SOURCE DATA
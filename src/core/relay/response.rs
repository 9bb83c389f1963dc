//! Boundary decoding of relay response bodies into a tagged union.

use serde_json::{Map, Value};

/// Bare JSON literals the relay returns instead of content.
#[derive(Debug, Clone, Copy, PartialEq, Eq)]
pub enum Sentinel {
    Bool(bool),
    Null,
}

/// A relay reply body, decoded once at the HTTP boundary.
#[derive(Debug, Clone, PartialEq)]
pub enum RelayResponse {
    /// A JSON string, a bare number, or a body that is not JSON at all.
    Text(String),
    List(Vec<Value>),
    Object(Map<String, Value>),
    Sentinel(Sentinel),
}

impl RelayResponse {
    pub fn from_value(value: Value) -> Self {
        match value {
            Value::String(s) => RelayResponse::Text(s),
            Value::Number(n) => RelayResponse::Text(n.to_string()),
            Value::Array(items) => RelayResponse::List(items),
            Value::Object(map) => RelayResponse::Object(map),
            Value::Bool(b) => RelayResponse::Sentinel(Sentinel::Bool(b)),
            Value::Null => RelayResponse::Sentinel(Sentinel::Null),
        }
    }

    /// Decode a raw body. Bodies that are not valid JSON become `Text` unchanged.
    pub fn from_body(body: &str) -> Self {
        match serde_json::from_str::<Value>(body.trim()) {
            Ok(value) => Self::from_value(value),
            Err(_) => RelayResponse::Text(body.to_string()),
        }
    }

    pub fn kind(&self) -> &'static str {
        match self {
            RelayResponse::Text(_) => "text",
            RelayResponse::List(_) => "list",
            RelayResponse::Object(_) => "object",
            RelayResponse::Sentinel(_) => "sentinel",
        }
    }

    /// False when the relay marks the reply as not processed (`shouldProcess: false`),
    /// either on the top-level object or on any list element.
    pub fn should_process(&self) -> bool {
        fn flagged_off(map: &Map<String, Value>) -> bool {
            map.get("shouldProcess") == Some(&Value::Bool(false))
        }
        match self {
            RelayResponse::Object(map) => !flagged_off(map),
            RelayResponse::List(items) => !items
                .iter()
                .filter_map(Value::as_object)
                .any(flagged_off),
            RelayResponse::Text(_) | RelayResponse::Sentinel(_) => true,
        }
    }
}
//! One JSON file per key under the data directory (`<key>.json`).

use std::fs;
use std::io;
use std::path::{Path, PathBuf};

use crate::core::paths;

use super::{Store, StoreError, StoreKey};

#[derive(Debug, Clone)]
pub struct FileStore {
    dir: PathBuf,
}

impl FileStore {
    pub fn new(dir: impl Into<PathBuf>) -> Self {
        Self { dir: dir.into() }
    }

    /// Store rooted at the platform data directory (or `RELAY_CHAT_DATA_DIR`).
    pub fn open_default() -> Result<Self, StoreError> {
        paths::data_dir().map(Self::new).ok_or(StoreError::NoDataDir)
    }

    pub fn dir(&self) -> &Path {
        &self.dir
    }

    fn path(&self, key: StoreKey) -> PathBuf {
        self.dir.join(format!("{}.json", key.name()))
    }
}

impl Store for FileStore {
    fn get(&self, key: StoreKey) -> Result<Option<String>, StoreError> {
        match fs::read_to_string(self.path(key)) {
            Ok(data) => Ok(Some(data)),
            Err(e) if e.kind() == io::ErrorKind::NotFound => Ok(None),
            Err(e) => Err(e.into()),
        }
    }

    fn set(&mut self, key: StoreKey, value: &str) -> Result<(), StoreError> {
        fs::create_dir_all(&self.dir)?;
        let path = self.path(key);
        let tmp = path.with_extension("tmp");
        fs::write(&tmp, value)?;
        fs::rename(tmp, path)?;
        Ok(())
    }

    fn remove(&mut self, key: StoreKey) -> Result<(), StoreError> {
        match fs::remove_file(self.path(key)) {
            Err(e) if e.kind() != io::ErrorKind::NotFound => Err(e.into()),
            _ => Ok(()),
        }
    }
}
//! Event handlers for the TUI: keyboard, mouse, and background results.

mod background;
mod input;
mod popups;
mod shortcuts;
mod workers;

use crossterm::event::{KeyEvent, KeyEventKind, MouseEvent, MouseEventKind};
use std::sync::Arc;
use std::sync::mpsc;
use tokio::runtime::Runtime;
use tokio_util::sync::CancellationToken;

use crate::core::auth::AuthError;
use crate::core::config::Config;
use crate::core::payment::{PaymentSession, PollOutcome};
use crate::core::quota::User;
use crate::core::relay::{RelayClient, RelayError, RelayResponse};
use crate::core::settings::PricingPlan;

use super::app::App;
use super::constants;
use super::shortcuts::Shortcut;

pub(crate) use background::poll_background;

/// Receiver for a chat request in progress.
pub struct PendingChat {
    pub result_rx: mpsc::Receiver<Result<RelayResponse, RelayError>>,
    /// Token to cancel the in-flight request.
    pub cancel_token: CancellationToken,
}

pub enum AuthOutcome {
    SignedIn(User),
    /// Confirmation text for a reset request.
    ResetSent(String),
}

pub struct PendingAuth {
    pub result_rx: mpsc::Receiver<Result<AuthOutcome, AuthError>>,
}

/// Progress of a payment running on a worker thread.
pub enum PaymentEvent {
    Opened(PaymentSession),
    InitiateFailed(String),
    Finished(PollOutcome),
}

pub struct PendingPayment {
    pub events_rx: mpsc::Receiver<PaymentEvent>,
    pub cancel_token: CancellationToken,
    pub plan: PricingPlan,
    /// Payment page, once the relay returned it.
    pub url: Option<String>,
}

/// Work running off the UI thread.
#[derive(Default)]
pub struct Pending {
    pub chat: Option<PendingChat>,
    pub auth: Option<PendingAuth>,
    pub payment: Option<PendingPayment>,
}

impl Pending {
    /// Cancel everything that supports it (on exit).
    pub fn cancel_all(&mut self) {
        if let Some(chat) = self.chat.take() {
            chat.cancel_token.cancel();
        }
        if let Some(payment) = self.payment.take() {
            payment.cancel_token.cancel();
        }
    }
}

/// Result of handling an event: continue the loop or exit.
#[derive(Clone, Copy, PartialEq, Eq)]
pub enum HandleResult {
    Continue,
    Break,
}

/// Context for key event handling. Bundles mutable state to reduce parameter count.
pub struct HandleKeyContext<'a> {
    pub app: &'a mut App,
    pub config: &'a Config,
    pub client: &'a RelayClient,
    pub pending: &'a mut Pending,
    pub rt: &'a Arc<Runtime>,
}

/// True when Esc would start Option+key (escape_pending) rather than close/cancel.
pub(crate) fn would_esc_start_meta_sequence(key: &KeyEvent, app: &App, pending: &Pending) -> bool {
    Shortcut::is_escape(key) && app.popup.is_none() && pending.chat.is_none()
}

/// Handle a mouse event (wheel scroll only).
pub fn handle_mouse(mouse: MouseEvent, app: &mut App) -> HandleResult {
    if app.popup.is_none() {
        match mouse.kind {
            MouseEventKind::ScrollUp => app.scroll_up(constants::SCROLL_LINES_SMALL),
            MouseEventKind::ScrollDown => app.scroll_down(constants::SCROLL_LINES_SMALL),
            _ => {}
        }
    }
    HandleResult::Continue
}

/// Handle a key event. Returns HandleResult::Break to exit the main loop.
pub fn handle_key(key: KeyEvent, ctx: HandleKeyContext<'_>) -> HandleResult {
    if key.kind != KeyEventKind::Press {
        return HandleResult::Continue;
    }
    // Esc+key sequence (Option as Meta on Mac terminals)
    if ctx.app.escape_pending {
        ctx.app.escape_pending = false;
        if ctx.app.popup.is_none()
            && let Some(shortcut) = Shortcut::match_key(&key, true)
        {
            return shortcuts::handle_shortcut(shortcut, ctx);
        }
    }

    if let Some(shortcut) = Shortcut::match_key(&key, false) {
        if shortcut == Shortcut::Quit {
            return HandleResult::Break;
        }
        if ctx.app.popup.is_none() {
            return shortcuts::handle_shortcut(shortcut, ctx);
        }
    }

    if ctx.app.popup.is_some() {
        return popups::handle_popup_key(key.code, key.modifiers, ctx);
    }

    // Esc: cancel in-flight chat, or start Option+key sequence.
    if Shortcut::is_escape(&key) {
        if let Some(chat) = ctx.pending.chat.take() {
            chat.cancel_token.cancel();
            ctx.app.thinking = false;
            ctx.app.show_toast("Cancelled");
            return HandleResult::Continue;
        }
        ctx.app.escape_pending = true;
        return HandleResult::Continue;
    }

    input::handle_main_input(key.code, key.modifiers, ctx)
}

EXERCISE OBJECTIVE
Go through the listing above and return every line where the word "that" occurs.

REPLY
    /// A JSON string, a bare number, or a body that is not JSON at all.
    /// Decode a raw body. Bodies that are not valid JSON become `Text` unchanged.
    /// Cancel everything that supports it (on exit).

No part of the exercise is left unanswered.